Cette victoire de l’ancienne star du ballon rond, qui est jusqu’à présent le seul Africain à avoir obtenu le Ballon d’or, provoque diverses réactions sur le continent et au-delà, partagées entre effusions de joie au regard de la belle trajectoire de l’homme et peurs au sujet de sa prétendue incompétence. L’élection de Weah est aussi analysée par certains comme un rejet du personnel politique libérien.

Ceci nous semble biaisé, car l’homme, depuis son engagement public, est un membre du corps politique de son pays. Après les terrains de foot, « Mister George » a débuté un long match politique. Weah a créé un parti. Il a été candidat comme tête de liste ou colistier trois fois à une présidentielle. Il est allé remporter son siège de sénateur face au fils d’Ellen Johnson Sirleaf. Il s’est engagé « musculairement » au service de la démocratie dans son pays.

Un ailleurs lointain

Weah est passé du « je » au « nous ». Evoluant dans un milieu du football professionnel souvent très individualiste et régi par l’argent roi, il a d’abord mis aura et fortune au service des plus faibles dans un pays ravagé par la guerre. Puis il s’est politisé en ayant la conviction que cette conscience des problèmes sociaux à résoudre devait déboucher sur une conscience politique des enjeux, des rapports de force et de domination au Liberia.
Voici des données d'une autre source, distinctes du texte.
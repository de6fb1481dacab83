//! Falling anvils: shadows shrink, then land once with a single area check

use rand::Rng;

use super::random_position;
use crate::consts::*;
use crate::sim::agent::{Agent, AgentIds};
use crate::sim::feedback::{FeedbackKind, VisualFeedback};
use crate::sim::player::Player;
use crate::sim::tilemap::TileMap;

#[derive(Debug, Clone)]
pub struct AnvilDrop {
    /// Warning markers still in the air
    shadows: Vec<Agent>,
    /// Markers converted to landed anvils
    anvils: Vec<Agent>,
    /// Shared shadow scale, shrinking toward impact
    scale: f32,
    /// True until the impact check has run
    primed: bool,
}

impl AnvilDrop {
    pub fn spawn<R: Rng>(
        rng: &mut R,
        map: &TileMap,
        ids: &mut AgentIds,
        feedback: &mut dyn VisualFeedback,
    ) -> Self {
        Self::spawn_n(ANVIL_COUNT, rng, map, ids, feedback)
    }

    pub fn spawn_n<R: Rng>(
        count: usize,
        rng: &mut R,
        map: &TileMap,
        ids: &mut AgentIds,
        feedback: &mut dyn VisualFeedback,
    ) -> Self {
        let shadows: Vec<Agent> = (0..count)
            .map(|_| {
                let pos = random_position(rng, map, ANVIL_SIZE);
                let mut shadow = Agent::square(ids.allocate(), pos, ANVIL_SIZE);
                shadow.scale = ANVIL_START_SCALE;
                feedback.emit(shadow.center(), FeedbackKind::Spawn);
                shadow
            })
            .collect();

        Self {
            shadows,
            anvils: Vec::new(),
            scale: ANVIL_START_SCALE,
            primed: true,
        }
    }

    pub fn shadows(&self) -> &[Agent] {
        &self.shadows
    }

    #[cfg(test)]
    pub(crate) fn shadows_mut(&mut self) -> &mut [Agent] {
        &mut self.shadows
    }

    pub fn anvils(&self) -> &[Agent] {
        &self.anvils
    }

    pub fn scale(&self) -> f32 {
        self.scale
    }

    pub fn is_primed(&self) -> bool {
        self.primed
    }

    /// Shrink the shadows; on the tick the scale first crosses the impact
    /// threshold, every shadow covering the player deals damage once and all
    /// shadows turn into landed anvils.
    pub fn update(&mut self, player: &mut Player, dt: f32) {
        self.scale -= ANVIL_SHRINK_RATE * dt;
        for shadow in self.shadows.iter_mut() {
            shadow.scale = self.scale;
        }

        if !self.primed || self.scale >= ANVIL_IMPACT_SCALE {
            return;
        }
        self.primed = false;

        let target = player.center();
        let target_size = player.size();
        let hits = self
            .shadows
            .iter()
            .filter(|s| s.reaches(target, target_size))
            .count();
        for _ in 0..hits {
            player.take_damage(ANVIL_DAMAGE);
        }
        if hits > 0 {
            log::debug!("{} anvil(s) hit the player", hits);
        }

        self.anvils = self
            .shadows
            .drain(..)
            .map(|mut anvil| {
                anvil.scale = 1.0;
                anvil
            })
            .collect();
    }

    pub fn agents(&self) -> impl Iterator<Item = &Agent> {
        self.shadows.iter().chain(self.anvils.iter())
    }

    pub fn vanish(self, feedback: &mut dyn VisualFeedback) {
        for agent in self.shadows.iter().chain(self.anvils.iter()) {
            feedback.emit(agent.center(), FeedbackKind::Despawn);
        }
    }
}
//! End-to-end: authoring form JSON to question, student placement through the
//! editor, and grading across tries.

use drawlines::config::{ENV_GRADE_METHOD, ENV_PENALTY, GradingConfig};
use drawlines::editor::{Action, EditorCore};
use drawlines::grading::{
    classify_response, clear_wrong_from_response, compute_final_grade, grade_response, summarise_response,
};
use drawlines::input::{Key, Mode, Modifiers};
use drawlines::{Dimensions, GradeMethod, LineType, Point, Question, QuestionForm, Response, State};

const FORM: &str = r#"{
    "grademethod": "partial",
    "penalty": 0.2,
    "lines": [
        {"type": "linesinglearrow", "labelstart": "Force", "zonestart": "100,100;10", "zoneend": "200,100;10"},
        {"type": "lineinfinite", "zonestart": "50,300;15", "zoneend": "350,300;15"},
        {"type": "", "zonestart": "", "zoneend": ""}
    ],
    "hints": [{"text": "Check the arrow.", "shownumcorrect": true, "clearwrong": true}]
}"#;

fn approx_eq(a: f64, b: f64) -> bool {
    (a - b).abs() < 1e-9
}

fn question() -> Question {
    let form: QuestionForm = serde_json::from_str(FORM).unwrap();
    assert!(form.validate(Some(Dimensions::new(400, 400))).is_empty());
    Question::try_from(form).unwrap()
}

fn response(pairs: &[(&str, &str)]) -> Response {
    pairs.iter().copied().collect()
}

#[test]
fn form_loads_into_question() {
    let q = question();
    assert_eq!(q.lines.len(), 2);
    assert_eq!(q.lines[0].line_type, LineType::LineSingleArrow);
    assert_eq!(q.lines[1].line_type, LineType::LineInfinite);
    assert_eq!(q.total_tries(), 2);
    assert!(approx_eq(q.penalty, 0.2));
}

#[test]
fn correct_response_grades_right() {
    let q = question();
    let correct = q.correct_response();
    assert_eq!(correct.get("c0"), Some("100,100 200,100"));
    assert_eq!(q.grade_response(&correct), (1.0, State::Right));
}

#[test]
fn infinite_line_grades_on_inner_pair() {
    let q = question();
    let r = response(&[("c0", "100,100 200,100"), ("c1", "0,300 55,305 345,295 400,300")]);
    assert_eq!(q.grade_response(&r).1, State::Right);
}

#[test]
fn partial_and_allnone_differ() {
    let q = question();
    let r = response(&[("c0", "100,100 250,250"), ("c1", "0,0 1,1 2,2 3,3")]);
    let (partial, state) = grade_response(&q.lines, &r, GradeMethod::Partial);
    assert!(approx_eq(partial, 0.25));
    assert_eq!(state, State::Partial);
    let (allnone, state) = grade_response(&q.lines, &r, GradeMethod::AllNone);
    assert!(approx_eq(allnone, 0.0));
    assert_eq!(state, State::Wrong);
}

#[test]
fn second_try_is_penalized() {
    let q = question();
    let wrong = response(&[("c0", "0,0 1,1"), ("c1", "0,0 1,1 2,2 3,3")]);
    let right = q.correct_response();
    let grade = compute_final_grade(&q.lines, q.grade_method, &[wrong, right], q.penalty, q.total_tries());
    assert!(approx_eq(grade, 0.8));
}

#[test]
fn environment_settings_change_the_grade() {
    let q = question();
    let half_right = response(&[("c0", "100,100 250,250"), ("c1", "0,0 1,1 2,2 3,3")]);
    let env = GradingConfig::from_lookup(|key| match key {
        ENV_GRADE_METHOD => Some("allnone".to_string()),
        ENV_PENALTY => Some("0.5".to_string()),
        _ => None,
    })
    .unwrap();
    let settings = GradingConfig::default().or(env).resolve(&q);
    assert_eq!(settings.total_tries, 2);

    let (fraction, state) = grade_response(&q.lines, &half_right, settings.grade_method);
    assert!(approx_eq(fraction, 0.0));
    assert_eq!(state, State::Wrong);

    let grade = compute_final_grade(
        &q.lines,
        settings.grade_method,
        &[half_right, q.correct_response()],
        settings.penalty,
        settings.total_tries,
    );
    assert!(approx_eq(grade, 0.5));
}

#[test]
fn clear_wrong_keeps_right_lines() {
    let q = question();
    let r = response(&[("c0", "100,100 200,100"), ("c1", "0,0 1,1 2,2 3,3")]);
    let cleared = clear_wrong_from_response(&q.lines, &r);
    assert_eq!(cleared.get("c0"), Some("100,100 200,100"));
    assert_eq!(cleared.get("c1"), None);

    let classes = classify_response(&q.lines, &r, q.grade_method);
    assert!(classes[0].start_ok && classes[0].end_ok);
    assert!(!classes[1].start_ok && !classes[1].end_ok);
}

#[test]
fn summary_lists_each_line() {
    let q = question();
    let summary = summarise_response(&q.lines, &q.correct_response()).unwrap();
    assert_eq!(summary, "Line 1: 100,100 200,100; Line 2: 50,300 350,300");
}

#[test]
fn editor_placement_round_trips_through_grading() {
    let q = question();
    let mut editor = EditorCore::for_question(&q, &Dimensions::new(400, 400), Mode::Attempt, 1.0);
    let mut stored = Response::new();

    let start = editor.lines()[0].start.centre;
    let end = editor.lines()[0].end.centre;
    for (from, to) in [(start, Point::new(100.0, 100.0)), (end, Point::new(200.0, 100.0))] {
        editor.on_pointer_down(from);
        editor.on_pointer_move(to);
        for action in editor.on_pointer_up(to) {
            if let Action::ResponseChanged { field, value } = action {
                stored.set(field, value);
            }
        }
    }

    assert_eq!(stored.get("c0"), Some("100,100 200,100"));
    let (fraction, state) = q.grade_response(&editor.response());
    assert!(approx_eq(fraction, 0.5));
    assert_eq!(state, State::Partial);
}

#[test]
fn keyboard_nudge_moves_endpoint_out_of_zone() {
    let q = question();
    let mut editor = EditorCore::for_question(&q, &Dimensions::new(400, 400), Mode::Attempt, 1.0);
    editor.load_response(&q.correct_response());
    let start = editor.lines()[0].start.centre;
    editor.on_pointer_down(start);
    editor.on_pointer_up(start);
    for _ in 0..2 {
        editor.on_key_down(&Key("ArrowRight".into()), Modifiers { shift: true });
    }
    assert_eq!(editor.lines()[0].start.centre, Point::new(120.0, 100.0));
    assert_eq!(q.grade_response(&editor.response()).1, State::Partial);
}
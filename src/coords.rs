//! Coordinate string validation and parsing.
//!
//! Zone strings look like `"x,y;r"`. Response strings are whitespace-separated
//! `"x,y"` pairs: two for ordinary lines, two or four for infinite lines. A
//! comma only ever appears inside a pair, so the boundary between points is
//! always explicit.

#[cfg(test)]
#[path = "coords_test.rs"]
mod coords_test;

use std::sync::LazyLock;

use regex::Regex;
use tracing::error;

use crate::error::FormatError;
use crate::point::Point;
use crate::question::LineType;
use crate::zone::Zone;

const ZONE_PATTERN: &str = r"^[0-9]+,[0-9]+;[0-9]+$";
const TWO_POINT_PATTERN: &str = r"^[0-9]+,[0-9]+\s+[0-9]+,[0-9]+$";
const FOUR_POINT_PATTERN: &str = r"^[0-9]+,[0-9]+(?:\s+[0-9]+,[0-9]+){3}$";

static ZONE_RE: LazyLock<Option<Regex>> = LazyLock::new(|| compile(ZONE_PATTERN));
static TWO_POINT_RE: LazyLock<Option<Regex>> = LazyLock::new(|| compile(TWO_POINT_PATTERN));
static FOUR_POINT_RE: LazyLock<Option<Regex>> = LazyLock::new(|| compile(FOUR_POINT_PATTERN));

fn compile(pattern: &str) -> Option<Regex> {
    match Regex::new(pattern) {
        Ok(re) => Some(re),
        Err(e) => {
            error!(%pattern, error = %e, "coordinate pattern failed to compile");
            None
        }
    }
}

fn full_match(re: &LazyLock<Option<Regex>>, s: &str) -> bool {
    match &**re {
        Some(compiled) => compiled.is_match(s),
        None => false,
    }
}

/// Whether `s` is a zone string of three non-negative integers, `"x,y;r"`.
#[must_use]
pub fn is_zone_coordinates_valid(s: &str) -> bool {
    !s.trim().is_empty() && full_match(&ZONE_RE, s)
}

/// Whether `s` is a two-point response of non-negative integers, `"x1,y1 x2,y2"`.
#[must_use]
pub fn are_response_coordinates_valid(s: &str) -> bool {
    !s.trim().is_empty() && full_match(&TWO_POINT_RE, s)
}

/// Whether `s` is a valid infinite-line response: two or four points.
#[must_use]
pub fn are_infinite_response_coordinates_valid(s: &str) -> bool {
    are_response_coordinates_valid(s) || (!s.trim().is_empty() && full_match(&FOUR_POINT_RE, s))
}

/// Validate a response string against the shape its line type expects.
#[must_use]
pub fn is_response_valid_for(line_type: LineType, s: &str) -> bool {
    if line_type.is_infinite() {
        are_infinite_response_coordinates_valid(s)
    } else {
        are_response_coordinates_valid(s)
    }
}

/// Parse a `"x,y;r"` zone string.
///
/// # Errors
///
/// Returns [`FormatError`] when the string is not a zone.
pub fn parse_zone(s: &str) -> Result<Zone, FormatError> {
    Zone::parse(s)
}

/// Parse every whitespace-separated `"x,y"` pair in a response string.
///
/// # Errors
///
/// Returns [`FormatError`] on the first pair that fails to parse.
pub fn parse_response_points(s: &str) -> Result<Vec<Point>, FormatError> {
    s.split_whitespace().map(Point::parse).collect()
}

/// Pick the two points that are graded against the start and end zones.
///
/// A four-point infinite-line response carries the border projections as its
/// outer pair; only the inner pair is the student's placement.
///
/// # Errors
///
/// Returns [`FormatError::PointCount`] when fewer than two points are present.
pub fn grading_pair(line_type: LineType, points: &[Point]) -> Result<(Point, Point), FormatError> {
    match points {
        [_, start, end, _] if line_type.is_infinite() => Ok((*start, *end)),
        [start, end, ..] => Ok((*start, *end)),
        _ => Err(FormatError::PointCount {
            input: points.iter().map(ToString::to_string).collect::<Vec<_>>().join(" "),
            found: points.len(),
        }),
    }
}

/// Parse a response string and return its graded start and end points.
///
/// # Errors
///
/// Returns [`FormatError`] if any pair is malformed or too few are present.
pub fn parse_line_response(line_type: LineType, s: &str) -> Result<(Point, Point), FormatError> {
    let points = parse_response_points(s)?;
    grading_pair(line_type, &points).map_err(|e| match e {
        FormatError::PointCount { found, .. } => FormatError::PointCount { input: s.to_string(), found },
        other => other,
    })
}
Après l’action sociale et le « processus de politisation » ayant abouti à un regard critique porté sur les dirigeants de son pays, il s’est engagé dans l’espace public partisan et la compétition électorale.

Ce n’est donc pas un footballeur qui a remporté une victoire électorale le 26 décembre 2017, mais une icône du sport qui a décidé de se politiser, puis de s’engager en politique pour arriver à cette consécration.

George Weah a-t-il lu notre ouvrage collectif Politisez-vous ! ? Certainement pas. Mais il apporte de l’eau à notre moulin : celui d’inviter les femmes et hommes en colère ou en désaccord avec la manière dont sont conduites les affaires de nos Etats, ceux qui ne veulent plus voir leur pays mal gouverné, à s’impliquer politiquement pour être les acteurs du changement.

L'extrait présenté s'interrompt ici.